2030 Climate and Energy Policy Framework

Following the package issued by the Commission in January 2014, the European Council in October 2014 adopted ambitious targets for the EU’s Climate and Energy Policy. Elements that are relevant for the refining industry include the following targets for 2030:

  • A binding target to reduce GHG emissions by at least 40%, compared to 1990 levels.
  • A binding target for at least 32% of energy used at EU level to come from renewable sources.
  • An indicative target of a 32.5% increase in energy efficiency.

Legislations that translates the framework into regulations include:

  • The Emissions Trading System (ETS) that sets out the trading of GHG emissions in the European economy (-43% in 2030 compared to 2005);
  • The Effort Sharing Regulation (ESR) covering the sectors not covered by the ETS, aiming to reduce their emissions by 30% compared to 2005; and
  • The National Energy and Climate Plans (NECPs), through which Member States lay out their plans of action in reaching the GHG emission targets, which need to be completed by the end of 2019.


EU climate regulations not followed by other regions would not lead to a lower carbon world but result in job losses in Europe and of relocation of production activities in countries with less stringent GHG emission limits.


FuelsEurope welcomed the European Council’s decision in October 2014 to maintain free allocation of emissions allowances after 2020, as long as no comparable efforts are undertaken in other major economies.
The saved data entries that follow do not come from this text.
use std::collections::VecDeque;
use std::fmt;
use std::sync::atomic::{AtomicU64, Ordering};

use tokio::sync::oneshot;
use tokio::task::JoinHandle;

use crate::error::SessionError;

static NEXT_REQUEST_ID: AtomicU64 = AtomicU64::new(1);

/// Process-lifetime unique identity of one transport call. Completions are
/// correlated back to their request by this id, never by object identity.
#[derive(Clone, Copy, Debug, PartialEq, Eq, Hash)]
pub struct RequestId(u64);

impl RequestId {
    pub fn next() -> Self {
        Self(NEXT_REQUEST_ID.fetch_add(1, Ordering::Relaxed))
    }
}

impl fmt::Display for RequestId {
    fn fmt(&self, f: &mut fmt::Formatter<'_>) -> fmt::Result {
        write!(f, "{}", self.0)
    }
}

#[derive(Clone, Copy, Debug, PartialEq, Eq)]
pub enum RequestKind {
    Create,
    Poll,
    Terminate,
    Update,
}

pub(crate) type UpdateReply = oneshot::Sender<Result<String, SessionError>>;

/// One in-flight transport call. Dropping the handle detaches the task, so
/// cancellation is always an explicit `abort`.
pub(crate) struct PendingRequest {
    pub id: RequestId,
    pub kind: RequestKind,
    pub task: JoinHandle<()>,
    pub reply: Option<UpdateReply>,
}

impl PendingRequest {
    pub fn abort(mut self) -> Option<UpdateReply> {
        self.task.abort();
        self.reply.take()
    }
}

/// The two in-flight collections: channel calls (create/poll/terminate) are
/// mutually exclusive, updates are FIFO and unbounded.
#[derive(Default)]
pub(crate) struct RequestQueues {
    channel: Option<PendingRequest>,
    updates: VecDeque<PendingRequest>,
}

impl RequestQueues {
    /// Stores a channel request, first aborting and evicting any existing
    /// one. Uniform for create, poll, and terminate: issuing terminate must
    /// cancel an in-flight poll so its response cannot race a recreation.
    pub fn add_channel(&mut self, request: PendingRequest) {
        if let Some(existing) = self.channel.take() {
            existing.abort();
        }
        self.channel = Some(request);
    }

    pub fn add_update(&mut self, request: PendingRequest) {
        self.updates.push_back(request);
    }

    /// Removes the channel request if the id matches. A miss means the
    /// completion belongs to a superseded request and must be ignored.
    pub fn take_channel(&mut self, id: RequestId) -> Option<PendingRequest> {
        if self.channel.as_ref().is_some_and(|request| request.id == id) {
            self.channel.take()
        } else {
            None
        }
    }

    pub fn take_update(&mut self, id: RequestId) -> Option<PendingRequest> {
        let index = self.updates.iter().position(|request| request.id == id)?;
        self.updates.remove(index)
    }

    pub fn channel_kind(&self) -> Option<RequestKind> {
        self.channel.as_ref().map(|request| request.kind)
    }

    /// Removes whatever channel request is pending, matched or not. Used at
    /// driver shutdown, where the caller decides between awaiting a
    /// terminate and aborting anything else.
    pub fn take_pending_channel(&mut self) -> Option<PendingRequest> {
        self.channel.take()
    }

    pub fn abort_channel(&mut self) {
        if let Some(request) = self.channel.take() {
            request.abort();
        }
    }

    /// Aborts every pending update and hands back the reply channels so the
    /// callers can be failed.
    pub fn abort_updates(&mut self) -> Vec<UpdateReply> {
        self.updates
            .drain(..)
            .filter_map(PendingRequest::abort)
            .collect()
    }
}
We believe that the EU climate framework should safeguard the competitiveness of industry and allow 100% free allocation for the best performing installations based on technically and economically achievable benchmarks. In particular, the EU refining sector remains fully exposed to the risk of carbon leakage as most of its main competitors do not face any carbon costs at the moment.

Without a competitive level playing field among world economies, and/or such protection measures Europe will lose competitiveness in vital industrial sectors. This could contribute to  shifting industrial production out of Europe to regions with weaker environmental regulation. Such shift would undermine the EU’s climate objectives proposed in the package while at the same time reducing European jobs. Relocation of production outside Europe would indeed have negative consequences on global GHG emissions as currently the average emission intensity of EU-refineries is lower than the average emission intensity of non-EU refineries.

In particular, the 40% by 2030 (vs 1990) target implies that energy intensive industries, such as refining, will have to cut GHG emissions by 43% by 2030 (vs. 2005). For the refining industry, even considering its world class energy and carbon efficiency, this is technologically and economically unachievable. To meet its obligation, the refining industry would therefore only be left with the choice to either reduce capacity or to buy allowances.

On the issue of the multiple targets for 2030, FuelsEurope believes that it would have been more effective if the EU had simply set a technology neutral GHG emissions goal rather than setting a target for renewables.

Indeed, learnings from the past show that in the implementation of the 2020 package the overlapping targets on energy mix (renewables) and energy efficiency distorted the carbon price signal within the EU Emissions Trading System (ETS). This prevented the optimal adoption of technology that abate carbon dioxide emissions, leading to a relative rise in energy costs in the EU compared to its competitors – just when the EU needs affordable energy to fuel an industrial revival.

FuelsEurope thus calls for a governance system that can achieve both the renewables and energy efficiency targets whilst avoiding such detrimental effects.